### Exercise prompt
Repeat the lines below exactly as written, please, from the line with "fn register_handler(&mut self, line: u8, _handler: fn())" to the line with "self.fetches.push((identifier, bytes.len()));", both lines included, and no others.

Stored dataset items:
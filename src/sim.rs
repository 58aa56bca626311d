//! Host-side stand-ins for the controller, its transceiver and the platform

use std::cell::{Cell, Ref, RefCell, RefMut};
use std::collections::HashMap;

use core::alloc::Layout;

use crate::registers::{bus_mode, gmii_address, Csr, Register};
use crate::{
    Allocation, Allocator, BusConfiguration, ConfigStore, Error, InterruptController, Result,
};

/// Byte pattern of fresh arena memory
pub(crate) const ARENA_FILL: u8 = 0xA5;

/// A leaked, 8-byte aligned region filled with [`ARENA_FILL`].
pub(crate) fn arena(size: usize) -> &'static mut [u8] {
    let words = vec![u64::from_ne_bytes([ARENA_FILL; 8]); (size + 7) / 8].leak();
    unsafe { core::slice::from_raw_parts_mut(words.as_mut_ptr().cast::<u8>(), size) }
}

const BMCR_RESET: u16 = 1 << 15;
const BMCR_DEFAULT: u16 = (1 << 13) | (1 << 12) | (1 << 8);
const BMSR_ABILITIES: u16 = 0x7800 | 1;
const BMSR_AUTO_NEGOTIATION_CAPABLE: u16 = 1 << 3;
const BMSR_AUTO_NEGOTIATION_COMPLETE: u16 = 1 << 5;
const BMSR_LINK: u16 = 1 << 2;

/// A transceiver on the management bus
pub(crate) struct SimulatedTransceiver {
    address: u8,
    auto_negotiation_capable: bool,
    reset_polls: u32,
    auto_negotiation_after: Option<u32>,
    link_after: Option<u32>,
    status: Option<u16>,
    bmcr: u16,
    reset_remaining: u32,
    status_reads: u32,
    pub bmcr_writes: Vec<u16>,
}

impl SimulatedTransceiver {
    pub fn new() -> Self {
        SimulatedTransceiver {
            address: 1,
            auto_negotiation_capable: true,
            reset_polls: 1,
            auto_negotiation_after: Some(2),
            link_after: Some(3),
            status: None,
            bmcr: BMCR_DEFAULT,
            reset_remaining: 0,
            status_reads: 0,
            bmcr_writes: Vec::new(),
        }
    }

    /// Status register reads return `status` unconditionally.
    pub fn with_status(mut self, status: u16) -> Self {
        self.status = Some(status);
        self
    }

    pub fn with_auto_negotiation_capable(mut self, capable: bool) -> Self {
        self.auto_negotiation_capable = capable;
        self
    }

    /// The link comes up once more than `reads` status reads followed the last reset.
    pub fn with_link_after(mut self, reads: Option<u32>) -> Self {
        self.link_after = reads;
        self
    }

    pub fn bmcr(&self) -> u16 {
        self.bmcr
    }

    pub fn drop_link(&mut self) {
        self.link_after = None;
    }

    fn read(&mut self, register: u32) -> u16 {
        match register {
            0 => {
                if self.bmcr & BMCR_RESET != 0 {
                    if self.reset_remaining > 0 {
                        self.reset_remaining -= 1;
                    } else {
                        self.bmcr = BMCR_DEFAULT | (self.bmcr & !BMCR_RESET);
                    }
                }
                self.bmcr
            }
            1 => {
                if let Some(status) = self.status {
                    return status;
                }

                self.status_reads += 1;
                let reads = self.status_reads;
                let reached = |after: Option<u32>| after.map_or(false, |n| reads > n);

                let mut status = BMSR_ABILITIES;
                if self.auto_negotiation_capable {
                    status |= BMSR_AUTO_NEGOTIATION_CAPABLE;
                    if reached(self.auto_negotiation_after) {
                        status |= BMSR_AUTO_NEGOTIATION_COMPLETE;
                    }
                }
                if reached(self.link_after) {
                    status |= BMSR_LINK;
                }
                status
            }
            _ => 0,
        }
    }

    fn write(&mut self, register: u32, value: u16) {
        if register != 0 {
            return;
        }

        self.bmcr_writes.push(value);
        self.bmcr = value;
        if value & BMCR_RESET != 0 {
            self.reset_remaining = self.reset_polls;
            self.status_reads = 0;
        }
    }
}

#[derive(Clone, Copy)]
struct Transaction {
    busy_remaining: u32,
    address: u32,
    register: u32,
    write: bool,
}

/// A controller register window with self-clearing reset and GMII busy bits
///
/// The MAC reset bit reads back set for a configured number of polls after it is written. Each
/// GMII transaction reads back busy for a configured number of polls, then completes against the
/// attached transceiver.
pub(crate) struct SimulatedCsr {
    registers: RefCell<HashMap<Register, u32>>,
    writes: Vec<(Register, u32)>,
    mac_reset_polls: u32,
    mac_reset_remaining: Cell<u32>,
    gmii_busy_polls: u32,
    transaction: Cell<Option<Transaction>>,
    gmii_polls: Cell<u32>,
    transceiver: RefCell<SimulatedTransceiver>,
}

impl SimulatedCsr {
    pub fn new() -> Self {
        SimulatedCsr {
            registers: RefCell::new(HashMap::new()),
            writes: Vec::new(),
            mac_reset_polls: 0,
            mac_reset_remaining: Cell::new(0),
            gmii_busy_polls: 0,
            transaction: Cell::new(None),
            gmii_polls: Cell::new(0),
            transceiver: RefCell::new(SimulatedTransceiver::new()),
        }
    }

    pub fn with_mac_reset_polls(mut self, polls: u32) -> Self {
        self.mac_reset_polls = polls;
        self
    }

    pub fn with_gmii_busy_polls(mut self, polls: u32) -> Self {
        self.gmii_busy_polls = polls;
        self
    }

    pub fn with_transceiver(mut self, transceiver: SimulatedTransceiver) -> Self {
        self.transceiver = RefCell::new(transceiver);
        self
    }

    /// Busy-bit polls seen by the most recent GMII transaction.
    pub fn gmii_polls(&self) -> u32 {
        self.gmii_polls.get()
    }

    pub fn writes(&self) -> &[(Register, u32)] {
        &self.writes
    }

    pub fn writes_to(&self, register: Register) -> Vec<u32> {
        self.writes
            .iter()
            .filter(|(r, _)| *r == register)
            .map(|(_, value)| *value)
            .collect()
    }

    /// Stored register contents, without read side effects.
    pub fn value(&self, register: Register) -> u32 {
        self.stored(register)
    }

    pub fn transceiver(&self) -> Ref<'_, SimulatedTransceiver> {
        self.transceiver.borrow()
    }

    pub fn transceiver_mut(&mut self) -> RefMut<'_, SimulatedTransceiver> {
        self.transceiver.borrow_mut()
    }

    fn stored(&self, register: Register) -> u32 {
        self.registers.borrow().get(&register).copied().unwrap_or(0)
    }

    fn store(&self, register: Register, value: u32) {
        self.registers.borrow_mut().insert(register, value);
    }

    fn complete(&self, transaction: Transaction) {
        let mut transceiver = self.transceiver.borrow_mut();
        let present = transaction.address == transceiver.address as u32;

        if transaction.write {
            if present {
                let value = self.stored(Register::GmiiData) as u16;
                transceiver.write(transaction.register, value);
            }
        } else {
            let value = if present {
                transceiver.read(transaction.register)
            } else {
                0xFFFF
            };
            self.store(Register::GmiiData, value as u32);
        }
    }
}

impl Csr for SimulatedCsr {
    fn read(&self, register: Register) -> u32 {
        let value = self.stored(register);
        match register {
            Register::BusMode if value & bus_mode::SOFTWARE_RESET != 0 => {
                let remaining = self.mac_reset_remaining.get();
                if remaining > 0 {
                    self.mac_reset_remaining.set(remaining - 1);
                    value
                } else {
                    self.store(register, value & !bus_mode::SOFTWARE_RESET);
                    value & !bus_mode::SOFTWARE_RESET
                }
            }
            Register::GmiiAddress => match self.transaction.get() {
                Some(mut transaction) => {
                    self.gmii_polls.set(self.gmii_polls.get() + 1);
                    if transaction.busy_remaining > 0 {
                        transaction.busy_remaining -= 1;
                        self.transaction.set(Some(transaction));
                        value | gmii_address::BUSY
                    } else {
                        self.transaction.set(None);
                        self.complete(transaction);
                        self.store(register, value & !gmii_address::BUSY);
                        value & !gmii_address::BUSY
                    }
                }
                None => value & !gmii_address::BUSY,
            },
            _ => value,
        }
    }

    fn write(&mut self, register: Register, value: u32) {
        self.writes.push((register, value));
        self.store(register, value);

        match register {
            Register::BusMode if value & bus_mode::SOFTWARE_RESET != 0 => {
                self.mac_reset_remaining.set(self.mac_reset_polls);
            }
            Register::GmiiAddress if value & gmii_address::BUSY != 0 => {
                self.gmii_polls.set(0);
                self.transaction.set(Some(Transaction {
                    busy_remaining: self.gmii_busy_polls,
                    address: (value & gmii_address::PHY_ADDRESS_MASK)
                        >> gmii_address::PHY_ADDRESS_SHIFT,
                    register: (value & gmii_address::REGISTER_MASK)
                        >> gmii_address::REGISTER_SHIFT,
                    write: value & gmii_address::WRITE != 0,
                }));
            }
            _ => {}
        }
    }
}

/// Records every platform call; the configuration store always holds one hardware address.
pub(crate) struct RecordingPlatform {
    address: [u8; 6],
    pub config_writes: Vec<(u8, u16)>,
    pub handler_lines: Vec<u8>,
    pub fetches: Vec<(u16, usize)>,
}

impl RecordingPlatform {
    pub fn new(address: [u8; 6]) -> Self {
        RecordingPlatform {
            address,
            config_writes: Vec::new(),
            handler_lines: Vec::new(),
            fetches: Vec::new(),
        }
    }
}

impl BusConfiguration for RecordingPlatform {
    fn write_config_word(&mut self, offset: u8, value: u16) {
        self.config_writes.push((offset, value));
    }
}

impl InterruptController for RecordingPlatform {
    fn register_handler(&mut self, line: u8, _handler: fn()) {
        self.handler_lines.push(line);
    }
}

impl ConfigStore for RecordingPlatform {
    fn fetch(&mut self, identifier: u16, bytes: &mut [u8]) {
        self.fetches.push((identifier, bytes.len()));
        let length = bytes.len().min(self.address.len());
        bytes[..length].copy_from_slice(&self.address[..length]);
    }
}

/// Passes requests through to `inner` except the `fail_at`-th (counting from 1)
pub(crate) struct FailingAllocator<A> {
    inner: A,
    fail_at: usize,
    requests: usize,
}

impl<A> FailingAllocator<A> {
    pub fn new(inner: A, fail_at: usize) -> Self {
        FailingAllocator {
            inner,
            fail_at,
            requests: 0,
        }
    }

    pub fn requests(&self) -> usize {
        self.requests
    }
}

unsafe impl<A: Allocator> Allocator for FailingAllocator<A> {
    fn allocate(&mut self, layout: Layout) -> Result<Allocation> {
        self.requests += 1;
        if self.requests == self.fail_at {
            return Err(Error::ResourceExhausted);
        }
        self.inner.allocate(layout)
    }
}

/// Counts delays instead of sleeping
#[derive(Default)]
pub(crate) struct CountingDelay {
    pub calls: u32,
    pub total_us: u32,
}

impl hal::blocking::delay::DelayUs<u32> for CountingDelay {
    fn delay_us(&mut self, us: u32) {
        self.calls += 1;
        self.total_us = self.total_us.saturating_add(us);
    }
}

--

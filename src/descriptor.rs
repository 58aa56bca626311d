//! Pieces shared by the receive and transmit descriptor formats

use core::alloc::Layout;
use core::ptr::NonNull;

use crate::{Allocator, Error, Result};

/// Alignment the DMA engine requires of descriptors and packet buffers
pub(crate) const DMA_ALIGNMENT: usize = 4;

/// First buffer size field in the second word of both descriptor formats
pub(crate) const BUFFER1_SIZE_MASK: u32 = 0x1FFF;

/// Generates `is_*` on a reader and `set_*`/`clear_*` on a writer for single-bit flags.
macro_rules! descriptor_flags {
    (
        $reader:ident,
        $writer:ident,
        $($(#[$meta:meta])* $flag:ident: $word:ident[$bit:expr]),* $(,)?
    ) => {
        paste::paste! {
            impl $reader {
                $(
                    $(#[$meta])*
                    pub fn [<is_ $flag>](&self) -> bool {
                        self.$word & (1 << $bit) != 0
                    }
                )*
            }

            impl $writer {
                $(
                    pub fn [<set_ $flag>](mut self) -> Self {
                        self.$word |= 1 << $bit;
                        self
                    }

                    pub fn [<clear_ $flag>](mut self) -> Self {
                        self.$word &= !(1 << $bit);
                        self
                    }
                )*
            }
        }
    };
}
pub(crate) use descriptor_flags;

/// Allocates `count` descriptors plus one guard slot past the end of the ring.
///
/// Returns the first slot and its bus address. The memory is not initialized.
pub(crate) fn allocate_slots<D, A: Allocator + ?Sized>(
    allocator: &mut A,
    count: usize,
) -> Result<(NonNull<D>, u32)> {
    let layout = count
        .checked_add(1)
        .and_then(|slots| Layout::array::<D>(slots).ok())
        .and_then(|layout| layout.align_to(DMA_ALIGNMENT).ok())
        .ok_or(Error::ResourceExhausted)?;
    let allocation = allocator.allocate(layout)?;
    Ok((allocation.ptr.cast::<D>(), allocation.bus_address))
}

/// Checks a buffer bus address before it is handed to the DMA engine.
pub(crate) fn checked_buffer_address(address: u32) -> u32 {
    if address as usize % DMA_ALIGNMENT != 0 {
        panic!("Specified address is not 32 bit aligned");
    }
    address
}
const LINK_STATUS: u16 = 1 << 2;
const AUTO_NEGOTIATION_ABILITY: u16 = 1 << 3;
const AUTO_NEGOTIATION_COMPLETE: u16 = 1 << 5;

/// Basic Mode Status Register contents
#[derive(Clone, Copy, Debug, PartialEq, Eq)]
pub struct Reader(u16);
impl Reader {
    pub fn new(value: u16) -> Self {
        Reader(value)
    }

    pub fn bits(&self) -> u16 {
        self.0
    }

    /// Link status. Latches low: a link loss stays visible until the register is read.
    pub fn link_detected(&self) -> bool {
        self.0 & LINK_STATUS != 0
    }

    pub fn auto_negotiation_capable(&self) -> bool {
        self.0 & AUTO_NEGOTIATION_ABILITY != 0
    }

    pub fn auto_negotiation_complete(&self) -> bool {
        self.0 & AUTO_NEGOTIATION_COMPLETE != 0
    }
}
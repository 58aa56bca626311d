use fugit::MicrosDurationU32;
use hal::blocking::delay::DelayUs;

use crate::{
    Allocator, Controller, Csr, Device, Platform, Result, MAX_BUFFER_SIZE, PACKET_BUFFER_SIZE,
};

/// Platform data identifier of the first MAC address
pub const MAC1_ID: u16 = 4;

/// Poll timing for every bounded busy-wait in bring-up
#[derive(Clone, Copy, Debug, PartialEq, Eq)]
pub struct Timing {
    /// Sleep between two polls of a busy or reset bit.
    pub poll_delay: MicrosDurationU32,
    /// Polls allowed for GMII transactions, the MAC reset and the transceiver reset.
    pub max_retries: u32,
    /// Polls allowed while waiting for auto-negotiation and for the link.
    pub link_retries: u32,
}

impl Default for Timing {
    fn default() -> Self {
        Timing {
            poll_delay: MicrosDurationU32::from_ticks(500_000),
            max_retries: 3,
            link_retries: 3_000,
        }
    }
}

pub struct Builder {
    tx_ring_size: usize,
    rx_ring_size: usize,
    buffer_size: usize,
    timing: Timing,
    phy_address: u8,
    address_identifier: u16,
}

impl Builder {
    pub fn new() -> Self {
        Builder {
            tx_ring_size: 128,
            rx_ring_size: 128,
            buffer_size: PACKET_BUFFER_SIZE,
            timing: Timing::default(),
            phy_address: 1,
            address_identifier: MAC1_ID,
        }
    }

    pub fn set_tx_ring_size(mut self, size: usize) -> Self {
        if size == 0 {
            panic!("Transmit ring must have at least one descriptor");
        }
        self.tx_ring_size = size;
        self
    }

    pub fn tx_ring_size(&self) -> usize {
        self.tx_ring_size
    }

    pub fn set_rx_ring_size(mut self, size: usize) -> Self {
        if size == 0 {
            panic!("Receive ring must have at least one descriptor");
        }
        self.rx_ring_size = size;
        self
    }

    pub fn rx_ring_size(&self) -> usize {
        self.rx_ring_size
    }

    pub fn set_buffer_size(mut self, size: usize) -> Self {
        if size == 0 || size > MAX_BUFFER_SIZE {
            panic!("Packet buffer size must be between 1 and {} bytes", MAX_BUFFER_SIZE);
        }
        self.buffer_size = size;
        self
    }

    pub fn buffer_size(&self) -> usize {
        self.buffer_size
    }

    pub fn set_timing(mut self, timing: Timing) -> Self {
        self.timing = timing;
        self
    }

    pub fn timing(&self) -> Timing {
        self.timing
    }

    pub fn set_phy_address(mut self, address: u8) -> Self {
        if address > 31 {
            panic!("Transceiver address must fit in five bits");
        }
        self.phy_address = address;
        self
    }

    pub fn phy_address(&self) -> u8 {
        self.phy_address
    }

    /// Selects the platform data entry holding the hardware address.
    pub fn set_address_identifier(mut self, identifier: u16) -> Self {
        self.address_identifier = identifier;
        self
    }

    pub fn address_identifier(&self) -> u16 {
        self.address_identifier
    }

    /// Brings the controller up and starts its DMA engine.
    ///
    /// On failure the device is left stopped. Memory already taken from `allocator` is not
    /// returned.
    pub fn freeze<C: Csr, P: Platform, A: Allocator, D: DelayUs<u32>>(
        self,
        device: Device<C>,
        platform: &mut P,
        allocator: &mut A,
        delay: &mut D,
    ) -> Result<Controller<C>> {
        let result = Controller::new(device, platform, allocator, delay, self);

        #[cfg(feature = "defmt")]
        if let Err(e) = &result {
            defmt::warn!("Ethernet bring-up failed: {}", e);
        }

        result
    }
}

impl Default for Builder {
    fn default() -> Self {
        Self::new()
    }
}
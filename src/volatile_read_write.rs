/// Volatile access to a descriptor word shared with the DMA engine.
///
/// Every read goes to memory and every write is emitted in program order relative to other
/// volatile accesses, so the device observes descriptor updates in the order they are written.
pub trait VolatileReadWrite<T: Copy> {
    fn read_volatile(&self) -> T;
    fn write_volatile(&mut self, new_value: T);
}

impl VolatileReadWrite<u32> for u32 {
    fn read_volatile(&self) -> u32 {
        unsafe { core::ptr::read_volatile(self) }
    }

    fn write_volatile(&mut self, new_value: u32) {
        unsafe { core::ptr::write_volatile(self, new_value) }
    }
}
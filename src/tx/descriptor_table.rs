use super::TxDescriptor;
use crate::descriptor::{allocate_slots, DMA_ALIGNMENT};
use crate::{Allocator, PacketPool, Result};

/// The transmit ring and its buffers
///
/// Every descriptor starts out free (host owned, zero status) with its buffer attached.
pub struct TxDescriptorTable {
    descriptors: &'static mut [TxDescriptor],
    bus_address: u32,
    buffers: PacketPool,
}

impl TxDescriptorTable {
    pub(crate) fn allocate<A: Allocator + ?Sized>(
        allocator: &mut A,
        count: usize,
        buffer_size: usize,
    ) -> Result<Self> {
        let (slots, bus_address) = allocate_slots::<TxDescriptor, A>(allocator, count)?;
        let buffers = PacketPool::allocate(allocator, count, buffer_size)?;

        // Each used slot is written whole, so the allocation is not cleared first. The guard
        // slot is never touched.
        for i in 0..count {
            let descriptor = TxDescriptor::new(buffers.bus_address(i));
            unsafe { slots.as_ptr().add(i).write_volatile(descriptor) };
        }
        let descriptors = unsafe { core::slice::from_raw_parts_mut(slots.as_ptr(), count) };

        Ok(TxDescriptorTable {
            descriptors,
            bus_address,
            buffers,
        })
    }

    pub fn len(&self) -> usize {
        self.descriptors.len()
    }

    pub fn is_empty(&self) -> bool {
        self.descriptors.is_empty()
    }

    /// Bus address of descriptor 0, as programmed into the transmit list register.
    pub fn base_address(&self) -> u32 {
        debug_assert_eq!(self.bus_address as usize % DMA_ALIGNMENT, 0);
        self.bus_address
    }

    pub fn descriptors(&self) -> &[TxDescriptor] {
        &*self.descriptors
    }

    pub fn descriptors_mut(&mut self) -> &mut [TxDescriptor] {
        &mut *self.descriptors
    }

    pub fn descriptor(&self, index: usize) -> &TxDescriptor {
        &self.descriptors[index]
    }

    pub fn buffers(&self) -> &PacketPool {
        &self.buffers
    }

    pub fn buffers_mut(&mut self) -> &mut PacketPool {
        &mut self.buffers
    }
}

### Solution to the problem
    fn register_handler(&mut self, line: u8, _handler: fn()) {
        self.handler_lines.push(line);
    }
}

impl ConfigStore for RecordingPlatform {
    fn fetch(&mut self, identifier: u16, bytes: &mut [u8]) {
        self.fetches.push((identifier, bytes.len()));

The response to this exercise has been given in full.